* _WHAT YOU ARE ASKED TO DO_
Where in the data below does the word "Create" appear? Copy every line that has it.
[[ RECORDS SUPPLIED, beginning ]]
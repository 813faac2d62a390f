//! The credential manager: password hashing plus session-token lifecycle.

use crate::config::CredentialConfig;
use crate::error::CredentialResult;
use crate::{password, token};

/// Owns credential configuration and exposes the four credential
/// operations as plain synchronous calls.
///
/// Every operation is a pure function of its inputs and the configuration
/// captured at construction; the manager holds no mutable state and is safe
/// to share across any number of request-handling threads.
#[derive(Debug)]
pub struct CredentialManager {
    config: CredentialConfig,
}

impl CredentialManager {
    /// Create a manager over an explicit configuration value.
    #[must_use]
    pub fn new(config: CredentialConfig) -> Self {
        Self { config }
    }

    /// Create a manager from process environment variables.
    ///
    /// # Errors
    /// Returns `ConfigurationError` if `SECRET_KEY` is missing or empty, or
    /// if `ALGORITHM` / `ACCESS_TOKEN_EXPIRE_MINUTES` are set to unusable
    /// values.
    pub fn from_env() -> CredentialResult<Self> {
        Ok(Self::new(CredentialConfig::from_env()?))
    }

    /// The configuration this manager was built with.
    #[must_use]
    pub fn config(&self) -> &CredentialConfig {
        &self.config
    }

    /// Hash a plaintext password into a salted, algorithm-tagged string for
    /// persistence. Repeated calls on the same plaintext produce distinct
    /// hashes that all verify.
    ///
    /// # Errors
    /// `InvalidCredentialFormat` for an empty plaintext,
    /// `ConfigurationError` for unusable Argon2 parameters.
    pub fn hash_password(&self, plaintext: &str) -> CredentialResult<String> {
        password::hash_password(&self.config, plaintext)
    }

    /// Verify a plaintext password against a stored hash, in time
    /// independent of where a mismatch occurs.
    ///
    /// # Errors
    /// `InvalidCredentialFormat` if the stored hash cannot be parsed.
    pub fn verify_password(&self, plaintext: &str, stored_hash: &str) -> CredentialResult<bool> {
        password::verify_password(plaintext, stored_hash)
    }

    /// Issue a signed token asserting `identity_id` until `expiry_minutes`
    /// from now.
    ///
    /// # Errors
    /// `ConfigurationError` if the signing secret is unset or empty.
    pub fn issue_token(&self, identity_id: &str, expiry_minutes: i64) -> CredentialResult<String> {
        let issued = token::issue(&self.config, identity_id, expiry_minutes)?;
        tracing::debug!(identity = %identity_id, expiry_minutes, "issued session token");
        Ok(issued)
    }

    /// Issue a token with the configured default lifetime.
    ///
    /// # Errors
    /// Same failure modes as [`CredentialManager::issue_token`].
    pub fn issue_session_token(&self, identity_id: &str) -> CredentialResult<String> {
        self.issue_token(identity_id, self.config.access_token_expire_minutes)
    }

    /// Validate a bearer token and return the identity it asserts.
    ///
    /// Signature is checked before expiry, against the current secret and
    /// then any configured previous secrets; expiry is judged by this
    /// machine's clock at call time.
    ///
    /// # Errors
    /// `TokenInvalid` for malformed tokens, disallowed algorithms, or
    /// signature failures; `TokenExpired` once the expiry instant passes.
    pub fn validate_token(&self, token: &str) -> CredentialResult<String> {
        match token::validate(&self.config, token) {
            Ok(identity) => Ok(identity),
            Err(e) => {
                tracing::debug!(error = %e, "token rejected");
                Err(e)
            }
        }
    }
}

#[cfg(test)]
mod tests {
    use super::*;
    use crate::algorithm::MacAlgorithm;
    use crate::error::CredentialError;

    fn manager(secret: &str) -> CredentialManager {
        CredentialManager::new(
            CredentialConfig::new(secret, MacAlgorithm::HS256).with_argon2_params(8, 1, 1),
        )
    }

    #[test]
    fn token_roundtrip_returns_identity() {
        let manager = manager("test-secret-123456789012345678901234");
        let token = manager.issue_token("alice", 30).unwrap();
        assert!(!token.is_empty());
        assert_eq!(manager.validate_token(&token).unwrap(), "alice");
    }

    #[test]
    fn zero_expiry_token_expires_after_any_delay() {
        let manager = manager("test-secret-123456789012345678901234");
        let token = manager.issue_token("alice", 0).unwrap();

        std::thread::sleep(std::time::Duration::from_millis(1100));
        assert_eq!(
            manager.validate_token(&token).unwrap_err(),
            CredentialError::TokenExpired
        );
    }

    #[test]
    fn wrong_secret_fails_signature_verification() {
        let issuer = manager("test-secret-123456789012345678901234");
        let other = manager("wrong-secret-12345678901234567890123");
        let token = issuer.issue_token("alice", 30).unwrap();
        assert!(matches!(
            other.validate_token(&token),
            Err(CredentialError::TokenInvalid(_))
        ));
    }

    #[test]
    fn tampered_signature_segment_is_invalid() {
        let manager = manager("test-secret-123456789012345678901234");
        let token = manager.issue_token("alice", 30).unwrap();
        let (input, _) = token.rsplit_once('.').unwrap();
        let tampered = format!("{input}.AAAA");
        assert!(matches!(
            manager.validate_token(&tampered),
            Err(CredentialError::TokenInvalid(_))
        ));
    }

    #[test]
    fn empty_secret_fails_issuance_with_configuration_error() {
        let manager = CredentialManager::new(CredentialConfig::new("", MacAlgorithm::HS256));
        assert!(matches!(
            manager.issue_token("alice", 30),
            Err(CredentialError::ConfigurationError(_))
        ));
    }

    #[test]
    fn default_lifetime_comes_from_config() {
        let manager = CredentialManager::new(
            CredentialConfig::new("test-secret", MacAlgorithm::HS256).with_expire_minutes(1),
        );
        let token = manager.issue_session_token("alice").unwrap();
        assert_eq!(manager.validate_token(&token).unwrap(), "alice");
    }
}
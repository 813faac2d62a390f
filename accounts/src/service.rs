//! Login service wiring the registry, the credential manager, and the
//! attempt limiter together.

use keygate_credential::CredentialManager;

use crate::account::Account;
use crate::error::{AccountError, AccountResult};
use crate::limiter::LoginRateLimiter;
use crate::store::AccountStore;

/// Register/login/current-user flows over an in-memory registry.
///
/// The service owns its store and limiter; the credential manager is taken
/// at construction so its secrets and costs are explicit per instance.
#[derive(Debug)]
pub struct AuthService {
    manager: CredentialManager,
    store: AccountStore,
    limiter: LoginRateLimiter,
}

impl AuthService {
    /// Create a service with an empty registry and default attempt limits.
    #[must_use]
    pub fn new(manager: CredentialManager) -> Self {
        Self::with_limiter(manager, LoginRateLimiter::default())
    }

    /// Create a service with a custom attempt limiter.
    #[must_use]
    pub fn with_limiter(manager: CredentialManager, limiter: LoginRateLimiter) -> Self {
        Self {
            manager,
            store: AccountStore::new(),
            limiter,
        }
    }

    /// The underlying registry.
    #[must_use]
    pub fn store(&self) -> &AccountStore {
        &self.store
    }

    /// The underlying credential manager.
    #[must_use]
    pub fn manager(&self) -> &CredentialManager {
        &self.manager
    }

    /// Register a new account and return its user id.
    pub fn register(&self, username: &str, email: &str, password: &str) -> AccountResult<String> {
        self.store.register(&self.manager, username, email, password)
    }

    /// Authenticate and issue a session token for the account.
    ///
    /// Attempts count against the per-username window whether or not the
    /// password matches.
    ///
    /// # Errors
    /// `RateLimited` when the window is exhausted, `InvalidCredentials` for
    /// unknown users or wrong passwords; credential errors propagate from
    /// token issuance.
    pub fn login(&self, username: &str, password: &str) -> AccountResult<String> {
        let key = username.trim().to_ascii_lowercase();
        if let Err(retry_after) = self.limiter.try_acquire(&key) {
            tracing::warn!(username = %key, ?retry_after, "login rate limited");
            return Err(AccountError::RateLimited(retry_after));
        }

        let account = self.store.authenticate(&self.manager, username, password)?;
        let token = self.manager.issue_session_token(&account.username)?;
        tracing::debug!(username = %account.username, "login succeeded");
        Ok(token)
    }

    /// Resolve a bearer token to the account it asserts.
    ///
    /// # Errors
    /// Token errors propagate from validation; a token naming an
    /// unregistered account fails with `InvalidCredentials`, a deactivated
    /// account with `Inactive`.
    pub fn current_user(&self, token: &str) -> AccountResult<Account> {
        let username = self.manager.validate_token(token)?;
        let account = self
            .store
            .get(&username)
            .ok_or(AccountError::InvalidCredentials)?;
        if !account.is_active {
            return Err(AccountError::Inactive);
        }
        Ok(account)
    }
}
//! Credential handling for keygate: password hashing and signed
//! session-token issuance/validation.
//!
//! This crate provides:
//! - Argon2id password hashing with per-call salts
//! - Constant-time password and signature verification
//! - Compact HMAC-signed session tokens with strict expiry
//! - Secret rotation (validation under an ordered set of recent secrets)
//!
//! All operations are synchronous, stateless, pure functions of their
//! inputs plus an explicit [`CredentialConfig`]; the crate never touches
//! the network, the filesystem, or shared mutable state.

mod algorithm;
mod claims;
mod config;
mod error;
pub mod keygen;
mod manager;
mod password;
mod token;

pub use algorithm::MacAlgorithm;
pub use claims::Claims;
pub use config::{CredentialConfig, ALGORITHM_VAR, EXPIRE_MINUTES_VAR, SECRET_KEY_VAR};
pub use error::{CredentialError, CredentialResult};
pub use manager::CredentialManager;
[[ RECORDS SUPPLIED, end ]]
* _RESPONSE TO THE EXERCISE_
    /// Create a manager over an explicit configuration value.
    /// Create a manager from process environment variables.
    /// Create a service with an empty registry and default attempt limits.
    /// Create a service with a custom attempt limiter.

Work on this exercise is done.